The Haas Foundation’s primary goal is to build skills in the machining industry by providing scholarships for students of CNC machining technology and NIMS credentials. NIMS is the nationally recognized industry standard for validating skills in precision manufacturing.
MTC is graduating students with an average of 7 NIMS certifications. This is good news for local industry.
“This area is busting out at the seams for machinists,” said MTC machining instructor Michael Rendas. “Local companies are eager to hire my students and get them working before they even graduate.”
Machining is an occupation in advanced manufacturing, which is a key business sector in the Bradenton Area. According to the Florida Department of Economic Opportunity, machinist is on the Regional Demand Occupations List for this workforce region with a mean wage of over $20 per hour.
Scholarships can be used for student tuition, books, tools students are required to purchase for the program, and fees students must pay to take the exams to earn NIMS credentials.
Anyone interested in more information on the scholarship or the machining programs at MTC may contact Rendas directly at RendasM@manateeschools.net.

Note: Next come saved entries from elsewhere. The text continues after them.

//! Code objects.
//!
//! A `CodeObject` is the immutable product of compilation plus two pieces of
//! mutable runtime state: the warmup counter and the lazily built quickened
//! buffer. Once the quickened buffer is installed it is the executable form
//! of the code; the original units stay available for analysis.
//!
//! # Locals Layout
//!
//! The "locals plus" array of a frame holds, in order, plain locals (with
//! arguments first), cell variables, then free variables. Each slot has a
//! [`LocalKind`]; a local captured by an inner function is `LOCAL | CELL`.

use crate::instruction::CodeUnit;
use crate::quickened::{QUICKENING_WARMUP_COLDEST, QuickenedCode};
use bitflags::bitflags;
use kestrel_core::Value;
use std::cell::{Cell, OnceCell};
use std::fmt;
use std::rc::Rc;

bitflags! {
    /// Code object flags.
    #[derive(Debug, Clone, Copy, PartialEq, Eq, Hash, Default)]
    pub struct CodeFlags: u32 {
        /// Locals live in fast slots, not a namespace mapping.
        const OPTIMIZED = 0x0001;
        /// A fresh locals namespace is created per call.
        const NEWLOCALS = 0x0002;
        /// Takes `*args`.
        const VARARGS = 0x0004;
        /// Takes `**kwargs`.
        const VARKEYWORDS = 0x0008;
        /// Nested function.
        const NESTED = 0x0010;
        /// Generator function.
        const GENERATOR = 0x0020;
        /// Coroutine function.
        const COROUTINE = 0x0080;
        /// Async generator function.
        const ASYNC_GENERATOR = 0x0200;
    }
}

bitflags! {
    /// Kind of a locals-plus slot.
    #[derive(Debug, Clone, Copy, PartialEq, Eq, Hash, Default)]
    pub struct LocalKind: u8 {
        /// An argument or local variable.
        const LOCAL = 0x20;
        /// Captured by an inner scope; holds a cell once `MAKE_CELL` ran.
        const CELL = 0x40;
        /// Captured from an enclosing scope; always holds a cell.
        const FREE = 0x80;
    }
}

/// A half-open range of instruction indices attributed to one source line.
#[derive(Debug, Clone, Copy, PartialEq, Eq)]
pub struct LineTableEntry {
    /// First instruction index.
    pub start: u32,
    /// One past the last instruction index.
    pub end: u32,
    /// Source line.
    pub line: u32,
}

/// Compiled code.
pub struct CodeObject {
    pub(crate) name: Rc<str>,
    pub(crate) filename: Rc<str>,
    pub(crate) first_lineno: u32,
    pub(crate) code: Box<[CodeUnit]>,
    pub(crate) consts: Box<[Value]>,
    pub(crate) names: Box<[Rc<str>]>,
    pub(crate) localsplus_names: Box<[Rc<str>]>,
    pub(crate) localsplus_kinds: Box<[LocalKind]>,
    pub(crate) flags: CodeFlags,
    pub(crate) stacksize: usize,
    pub(crate) line_table: Box<[LineTableEntry]>,
    pub(crate) warmup: Cell<i32>,
    pub(crate) quickened: OnceCell<QuickenedCode>,
}

impl CodeObject {
    // =========================================================================
    // Identity
    // =========================================================================

    /// Function name.
    #[inline]
    #[must_use]
    pub fn name(&self) -> &Rc<str> {
        &self.name
    }

    /// Source file name.
    #[inline]
    #[must_use]
    pub fn filename(&self) -> &Rc<str> {
        &self.filename
    }

    /// Line of the definition.
    #[inline]
    #[must_use]
    pub fn first_lineno(&self) -> u32 {
        self.first_lineno
    }

    /// Code flags.
    #[inline]
    #[must_use]
    pub fn flags(&self) -> CodeFlags {
        self.flags
    }

    /// Whether locals live in fast slots.
    #[inline]
    #[must_use]
    pub fn is_optimized(&self) -> bool {
        self.flags.contains(CodeFlags::OPTIMIZED)
    }

    // =========================================================================
    // Instructions & Pools
    // =========================================================================

    /// The instructions as compiled.
    #[inline]
    #[must_use]
    pub fn instructions(&self) -> &[CodeUnit] {
        &self.code
    }

    /// Number of code units.
    #[inline]
    #[must_use]
    pub fn len(&self) -> usize {
        self.code.len()
    }

    /// Whether there are no code units.
    #[inline]
    #[must_use]
    pub fn is_empty(&self) -> bool {
        self.code.is_empty()
    }

    /// The executable instruction at `index`: quickened if installed.
    #[inline]
    #[must_use]
    pub fn instruction(&self, index: usize) -> CodeUnit {
        match self.quickened.get() {
            Some(q) => q.instruction(index),
            None => self.code[index],
        }
    }

    /// Constant pool.
    #[inline]
    #[must_use]
    pub fn consts(&self) -> &[Value] {
        &self.consts
    }

    /// Global and attribute names.
    #[inline]
    #[must_use]
    pub fn names(&self) -> &[Rc<str>] {
        &self.names
    }

    /// Declared maximum evaluation stack depth.
    #[inline]
    #[must_use]
    pub fn stacksize(&self) -> usize {
        self.stacksize
    }

    // =========================================================================
    // Locals Plus
    // =========================================================================

    /// Names of locals, cells and free variables, in slot order.
    #[inline]
    #[must_use]
    pub fn localsplus_names(&self) -> &[Rc<str>] {
        &self.localsplus_names
    }

    /// Kinds of locals-plus slots.
    #[inline]
    #[must_use]
    pub fn localsplus_kinds(&self) -> &[LocalKind] {
        &self.localsplus_kinds
    }

    /// Kind of slot `i`.
    #[inline]
    #[must_use]
    pub fn local_kind(&self, i: usize) -> LocalKind {
        self.localsplus_kinds[i]
    }

    /// Number of locals-plus slots.
    #[inline]
    #[must_use]
    pub fn nlocalsplus(&self) -> usize {
        self.localsplus_kinds.len()
    }

    /// Number of free-variable slots.
    #[must_use]
    pub fn nfreevars(&self) -> usize {
        self.localsplus_kinds
            .iter()
            .filter(|k| k.contains(LocalKind::FREE))
            .count()
    }

    /// Number of cell slots, captured arguments included.
    #[must_use]
    pub fn ncellvars(&self) -> usize {
        self.localsplus_kinds
            .iter()
            .filter(|k| k.contains(LocalKind::CELL))
            .count()
    }

    /// Slots a frame for this code needs: locals plus the evaluation stack.
    #[inline]
    #[must_use]
    pub fn frame_size(&self) -> usize {
        self.nlocalsplus() + self.stacksize
    }

    // =========================================================================
    // Line Table
    // =========================================================================

    /// Address ranges with their source lines.
    #[inline]
    #[must_use]
    pub fn line_table(&self) -> &[LineTableEntry] {
        &self.line_table
    }

    /// Source line of the instruction at `index`.
    #[must_use]
    pub fn addr2line(&self, index: usize) -> Option<u32> {
        let index = u32::try_from(index).ok()?;
        self.line_table
            .iter()
            .find(|e| e.start <= index && index < e.end)
            .map(|e| e.line)
    }

    /// For each instruction, the line that starts there.
    #[must_use]
    pub fn line_starts(&self) -> Vec<Option<u32>> {
        let mut starts = vec![None; self.code.len()];
        for entry in self.line_table.iter() {
            if let Some(slot) = starts.get_mut(entry.start as usize) {
                *slot = Some(entry.line);
            }
        }
        starts
    }

    // =========================================================================
    // Warmup & Quickening
    // =========================================================================

    /// Current warmup counter.
    #[inline]
    #[must_use]
    pub fn warmup(&self) -> i32 {
        self.warmup.get()
    }

    /// Count one execution.
    #[inline]
    pub fn increment_warmup(&self) {
        self.warmup.set(self.warmup.get() + 1);
    }

    /// Whether the counter has reached the quickening point.
    #[inline]
    #[must_use]
    pub fn is_warmed_up(&self) -> bool {
        self.warmup.get() == 0
    }

    /// Exclude this code object from quickening for good.
    #[inline]
    pub fn mark_coldest(&self) {
        self.warmup.set(QUICKENING_WARMUP_COLDEST);
    }

    /// Whether quickening has been ruled out.
    #[inline]
    #[must_use]
    pub fn is_coldest(&self) -> bool {
        self.warmup.get() == QUICKENING_WARMUP_COLDEST
    }

    /// The quickened buffer, once built.
    #[inline]
    #[must_use]
    pub fn quickened(&self) -> Option<&QuickenedCode> {
        self.quickened.get()
    }

    /// Whether the quickened buffer is installed.
    #[inline]
    #[must_use]
    pub fn is_quickened(&self) -> bool {
        self.quickened.get().is_some()
    }

    /// Install the quickened buffer. Returns it back if one is already set.
    pub fn install_quickened(&self, quickened: QuickenedCode) -> Result<(), QuickenedCode> {
        debug_assert_eq!(quickened.len(), self.code.len());
        self.quickened.set(quickened)
    }
}

impl fmt::Debug for CodeObject {
    fn fmt(&self, f: &mut fmt::Formatter<'_>) -> fmt::Result {
        f.debug_struct("CodeObject")
            .field("name", &self.name)
            .field("filename", &self.filename)
            .field("first_lineno", &self.first_lineno)
            .field("len", &self.code.len())
            .field("nlocalsplus", &self.nlocalsplus())
            .field("stacksize", &self.stacksize)
            .field("quickened", &self.is_quickened())
            .finish()
    }
}

impl fmt::Display for CodeObject {
    fn fmt(&self, f: &mut fmt::Formatter<'_>) -> fmt::Result {
        write!(
            f,
            "<code object {}, file \"{}\", line {}>",
            self.name, self.filename, self.first_lineno
        )
    }
}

About Manatee Technical College
Manatee Technical College is accredited by the Council on Occupational Education. MTC has three campuses within the School District of Manatee County and offers over 50 career preparation programs, continuing education, and adult general education. The mission of MTC is to produce highly skilled individuals and resourceful leaders through collaborative education to meet the ever-changing needs of our communities and the workforce.
PHOTO: Dave Thomas (far left), Gene Haas Foundation, presents $10,000 to MTC for machining student scholarships. MTC machining students Traci Payne, Matthew Liddell, Caleb Wash, instructor Michael Rendas, student Mark Tucker, director Valerie Viands, and students Omar Martinez and Eric Acosta accept the check in the school’s machining lab.